Nombreuses sont les communes qui comme celle que je représente ont opté pour une adhésion au dispositif métropolitain. Or, je constate que  les coûts facturés à l’acte sont largement supérieurs à ceux pratiqués par la plateforme mutualisée à l’échelle de ces communes.  Pour comparatif un PC est facturé 550 euros à ma commune quand il est facturé 216 euros aux communes qui ont mutualisé, et ce pour la même prestation et à qualité de service égal.

Vous comprendrez donc  que la demande d’individualisation sollicitant une rallonge pour l’installation d’un nouveau logiciel suscite quelques questionnements :

  •  Les communes perdent-elles la possession de leur permis ?  Les dossiers  dématérialisés seront-ils archivés ? Où et comment ?
  • Quelles garanties avons-nous de l’accès à des dossiers anciens. Aujourd’hui nous avons en mairie des permis datant de 1960 voir plus vieux plus de 60 ans. Serons-nous capable de retraiter ces dossiers ?
  • Quelles garanties a-t-on quant à sécurisation de la confidentialité et de la sauvegarde des données.
  • Que se passe-t-il si une commune quitte le pack ADS et s’oriente vers un autre système de dématérialisation, a-t-on des garanties de portage de dossier ?

Je n’ai pas les réponses à ces questions et la convention ne les apporte pas …

Alors nous pouvons nous interroger… 

La plateforme mise en place par ces 7 communes est la démonstration qu’avec la mutualisation volontaire que le groupe Synergies-Avenir appelle de ces vœux à partir de propositions chiffrées et expérimentées est efficace. Il ne s’agit pas d’un acte de «rébellion» mais celui d’une alternative issue de l’expertise et du savoir-faire que les communes ont manifesté depuis longtemps. 

Si la taille de la métropole la rend plus à même de conduire de grandes politiques publiques et intervenir dans les logiques de négociations, elle doit aussi s’adapter pour être économe et efficiente. En effet elle ne peut éviter les frais de structure qu’induit sa taille et ne peut déroger aux effets de seuil. 

Aussi la déconcentration de dispositifs à l’échelle de bassins de vie est une réponse intéressante pour rendre nos services métropolitains plus réactifs, plus proches, plus efficaces et économes. C’est ce qu’attendent nos citoyens en matière d’utilisation des fonds publics. 

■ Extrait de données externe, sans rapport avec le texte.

//! Record filtering for selective iteration.

use grimoire_canonical::ContentHash;
use grimoire_core::{IdentityKey, SpellRecord};

/// Trait for selecting records from the store.
pub trait RecordFilter {
    /// Returns true if the record matches the filter criteria.
    fn matches(&self, record: &SpellRecord) -> bool;
}

/// Records that have never been hashed.
#[derive(Debug, Clone, Copy, Default)]
pub struct MissingHash;

impl RecordFilter for MissingHash {
    fn matches(&self, record: &SpellRecord) -> bool {
        !record.is_hashed()
    }
}

/// Records carrying one content hash.
#[derive(Debug, Clone)]
pub struct HashFilter {
    /// Hash to match.
    pub hash: ContentHash,
}

impl RecordFilter for HashFilter {
    fn matches(&self, record: &SpellRecord) -> bool {
        record.content_hash.as_ref() == Some(&self.hash)
    }
}

/// Filter by display name, ignoring case.
#[derive(Debug, Clone)]
pub struct NameFilter {
    /// Name to match.
    pub name: String,
}

impl RecordFilter for NameFilter {
    fn matches(&self, record: &SpellRecord) -> bool {
        record.name.trim().eq_ignore_ascii_case(self.name.trim())
    }
}

/// Records that name the same spell as `key`.
#[derive(Debug, Clone)]
pub struct IdentityFilter {
    /// Identity key to match.
    pub key: IdentityKey,
}

impl RecordFilter for IdentityFilter {
    fn matches(&self, record: &SpellRecord) -> bool {
        IdentityKey::of(record) == self.key
    }
}

/// Composite filter: any filter must match (OR).
pub struct OrFilter {
    /// Filters to combine with OR logic.
    pub filters: Vec<Box<dyn RecordFilter>>,
}

impl RecordFilter for OrFilter {
    fn matches(&self, record: &SpellRecord) -> bool {
        self.filters.iter().any(|f| f.matches(record))
    }
}

#[cfg(test)]
mod tests {
    use super::*;

    fn make_record(name: &str, hashed: bool) -> SpellRecord {
        let mut record = SpellRecord::new(1, name, 3, "x");
        if hashed {
            record.content_hash = Some(ContentHash::of(name.as_bytes()));
        }
        record
    }

    #[test]
    fn missing_hash_selects_unhashed() {
        assert!(MissingHash.matches(&make_record("Sleep", false)));
        assert!(!MissingHash.matches(&make_record("Sleep", true)));
    }

    #[test]
    fn names_match_ignoring_case_and_padding() {
        let name = NameFilter {
            name: "fireball ".into(),
        };
        assert!(name.matches(&make_record("Fireball", false)));
        assert!(!name.matches(&make_record("Fireball (1)", false)));
    }

    #[test]
    fn any_filter_may_match() {
        let name = NameFilter {
            name: "fireball".into(),
        };
        let either = OrFilter {
            filters: vec![Box::new(name), Box::new(MissingHash)],
        };
        assert!(either.matches(&make_record("Fireball", true)));
        assert!(!either.matches(&make_record("Sleep", true)));
    }
}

(C’est pourquoi sachant que l’on a toujours besoin d’un plus petit que soi selon Ésope et Jean de la Fontaine, pourquoi ne pas s’inspirer de ce qui se fait déjà  pour le transférer. Et n’en doutons pas, moins d’hybris comme se plait à la rappeler un de nos édiles ne nuirait pas au bon fonctionnement de notre métropole au profit de pratiques et méthodes partagées.

Je vous remercie  de votre attention.